Sales at Amazon’s closely watched cloud computing division AWS, a key profit driver for the business, rose 13 per cent to $24.2bn in the three months to December.
Growth had been slowing at the cloud division, as some of the biggest customers began looking for ways to cut costs. Despite the increase, AWS sales growth remains far below the 40 per cent reported at the end of 2021.
Amazon shares, which are up about 50 per cent in the past 12 months, rose as much as 5 per cent after the earnings report.
The Seattle-based company reported a rebound in pre-tax earnings, which climbed to $13.2bn compared with $2.7bn in the same period in 2022, well ahead of analysts’ expectations for $10.4bn. Overall, Amazon’s revenue rose 14 per cent to $170bn, ahead of analysts’ forecasts for $166.3bn.
Looking ahead to the first quarter of 2024, Amazon said it expected revenues of between $138bn-$143.5bn and pre-tax earnings of between $8bn-$12bn, broadly in line with analysts’ forecasts.
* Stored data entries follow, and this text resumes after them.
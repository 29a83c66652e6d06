//! # Stats
//!
//! $$
//! \hat\mu=\frac1T\sum_t r_t,\qquad \hat\Sigma=\frac{1}{T-1}\sum_t (r_t-\hat\mu)(r_t-\hat\mu)^\top
//! $$
//!
//! Estimators of the inputs fed to the optimizers: moments, shrinkage and
//! denoised covariances, factor models, Black-Litterman posteriors and
//! resampled uncertainty sets.
pub mod black_litterman;
pub mod bootstrap;
pub mod covariance;
pub mod denoise;
pub mod factors;
pub mod gaussian_kde;
pub mod gerber;
pub mod glasso;
pub mod jlogo;
pub mod moments;
pub mod regression;
pub mod scalar_min;
pub mod shrinkage;
pub mod uncertainty;

pub use black_litterman::augmented_black_litterman;
pub use black_litterman::bayesian_black_litterman;
pub use black_litterman::black_litterman;
pub use bootstrap::bootstrapping;
pub use covariance::covariance_matrix;
pub use covariance::CovMethod;
pub use covariance::CovarianceConfig;
pub use factors::loadings_matrix;
pub use factors::risk_factors;
pub use moments::mean_vector;
pub use moments::MeanMethod;
pub use uncertainty::worst_case_stats;
//! # Ordered weighted averages
//!
//! $$
//! \rho(X)=\sum_{i=1}^{T} c_i\,x_{(i)},\qquad x_{(1)}\le\dots\le x_{(T)}
//! $$
//!
//! Weight vectors `c` paired with the ascending sample. Every generator here
//! returns a non-decreasing `c`, so the measure is the maximum over
//! permutations and admits a linear program.

use ndarray::Array1;

use super::sorted_ascending;

/// Gini mean difference: `c_i = 2(2i - 1 - T) / (T(T - 1))`.
pub fn owa_gmd(t: usize) -> Array1<f64> {
  if t < 2 {
    return Array1::zeros(t);
  }
  let tf = t as f64;
  Array1::from_iter((1..=t).map(|i| 2.0 * (2.0 * i as f64 - 1.0 - tf) / (tf * (tf - 1.0))))
}

/// CVaR at level `alpha`.
pub fn owa_cvar(t: usize, alpha: f64) -> Array1<f64> {
  let mut w = Array1::<f64>::zeros(t);
  if t == 0 {
    return w;
  }
  let k = tail_index(t, alpha);
  let tail = -1.0 / (t as f64 * alpha);
  for i in 0..k {
    w[i] = tail;
  }
  w[k] = -1.0 - tail * k as f64;
  w
}

/// Weighted combination of CVaRs at several levels.
pub fn owa_wcvar(t: usize, alphas: &[f64], weights: &[f64]) -> Array1<f64> {
  alphas
    .iter()
    .zip(weights)
    .fold(Array1::zeros(t), |acc, (&a, &w)| acc + owa_cvar(t, a) * w)
}

/// Ladder of `a_sim` levels from `1e-4` to `alpha` and their trapezoid weights.
pub(crate) fn tail_gini_ladder(alpha: f64, a_sim: usize) -> (Vec<f64>, Vec<f64>) {
  let a_sim = a_sim.max(2);
  let lo = 1e-4_f64.min(alpha);
  let step = (alpha - lo) / (a_sim - 1) as f64;
  let alphas: Vec<f64> = (0..a_sim).map(|i| lo + step * i as f64).collect();
  let top = alphas[a_sim - 1] * alphas[a_sim - 1];
  let mut weights = Vec::with_capacity(a_sim);
  weights.push(alphas[1] * alphas[0] / top);
  for i in 1..a_sim - 1 {
    weights.push((alphas[i + 1] - alphas[i - 1]) * alphas[i] / top);
  }
  weights.push((alphas[a_sim - 1] - alphas[a_sim - 2]) * alphas[a_sim - 1] / top);
  (alphas, weights)
}

/// Tail Gini at level `alpha` with `a_sim` CVaR levels.
pub fn owa_tg(t: usize, alpha: f64, a_sim: usize) -> Array1<f64> {
  let (alphas, weights) = tail_gini_ladder(alpha, a_sim);
  owa_wcvar(t, &alphas, &weights)
}

/// Range: `max - min`.
pub fn owa_rg(t: usize) -> Array1<f64> {
  let mut w = Array1::<f64>::zeros(t);
  if t >= 2 {
    w[0] = -1.0;
    w[t - 1] = 1.0;
  }
  w
}

fn reversed(w: Array1<f64>) -> Array1<f64> {
  w.iter().rev().copied().collect()
}

/// CVaR range: loss tail at `alpha` plus gain tail at `beta`.
pub fn owa_cvrg(t: usize, alpha: f64, beta: f64) -> Array1<f64> {
  owa_cvar(t, alpha) - reversed(owa_cvar(t, beta))
}

/// Tail Gini range.
pub fn owa_tgrg(t: usize, alpha: f64, a_sim: usize, beta: f64, b_sim: usize) -> Array1<f64> {
  owa_tg(t, alpha, a_sim) - reversed(owa_tg(t, beta, b_sim))
}

/// `Σ c_i x_(i)` on the ascending sample.
pub fn owa_risk(x: &[f64], weights: &Array1<f64>) -> f64 {
  sorted_ascending(x)
    .iter()
    .zip(weights.iter())
    .map(|(a, b)| a * b)
    .sum()
}

/// `ceil(alpha T) - 1`, kept inside the sample.
pub(crate) fn tail_index(t: usize, alpha: f64) -> usize {
  let k = (alpha * t as f64).ceil() as isize - 1;
  k.clamp(0, t as isize - 1) as usize
}

#[cfg(test)]
mod tests {
  use approx::assert_abs_diff_eq;

  use super::*;

  #[test]
  fn generators_are_non_decreasing() {
    let t = 40;
    for w in [
      owa_gmd(t),
      owa_cvar(t, 0.05),
      owa_tg(t, 0.05, 50),
      owa_rg(t),
      owa_cvrg(t, 0.05, 0.1),
      owa_tgrg(t, 0.05, 20, 0.05, 20),
    ] {
      assert!(w.windows(2).into_iter().all(|p| p[1] >= p[0] - 1e-12));
    }
  }

  #[test]
  fn cvar_weights_sum_to_minus_one() {
    assert_abs_diff_eq!(owa_cvar(97, 0.05).sum(), -1.0, epsilon = 1e-12);
    assert_abs_diff_eq!(owa_tg(97, 0.05, 30).sum(), -1.0, epsilon = 1e-2);
  }

  #[test]
  fn gmd_matches_pairwise_definition() {
    let x: [f64; 5] = [0.03, -0.01, 0.02, -0.05, 0.0];
    let n = x.len() as f64;
    let mut pairs = 0.0;
    for a in x {
      for b in x {
        pairs += (a - b).abs();
      }
    }
    let gmd = pairs / (n * (n - 1.0));
    assert_abs_diff_eq!(owa_risk(&x, &owa_gmd(5)), gmd, epsilon = 1e-14);
  }

  #[test]
  fn range_is_spread() {
    let x = [0.03, -0.01, 0.02, -0.05, 0.0];
    assert_abs_diff_eq!(owa_risk(&x, &owa_rg(5)), 0.08, epsilon = 1e-15);
  }
}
Amazon’s North American business, which includes its online store, swung back to an operating profit from losses a year ago. The segment’s improving margins have been helped by efforts to cut costs, a reorganisation of its vast US logistics network and resilient consumer spending during the busy holiday season.
“This Q4 was a record-breaking holiday shopping season and closed out a robust 2023 for Amazon,” said chief executive Andy Jassy.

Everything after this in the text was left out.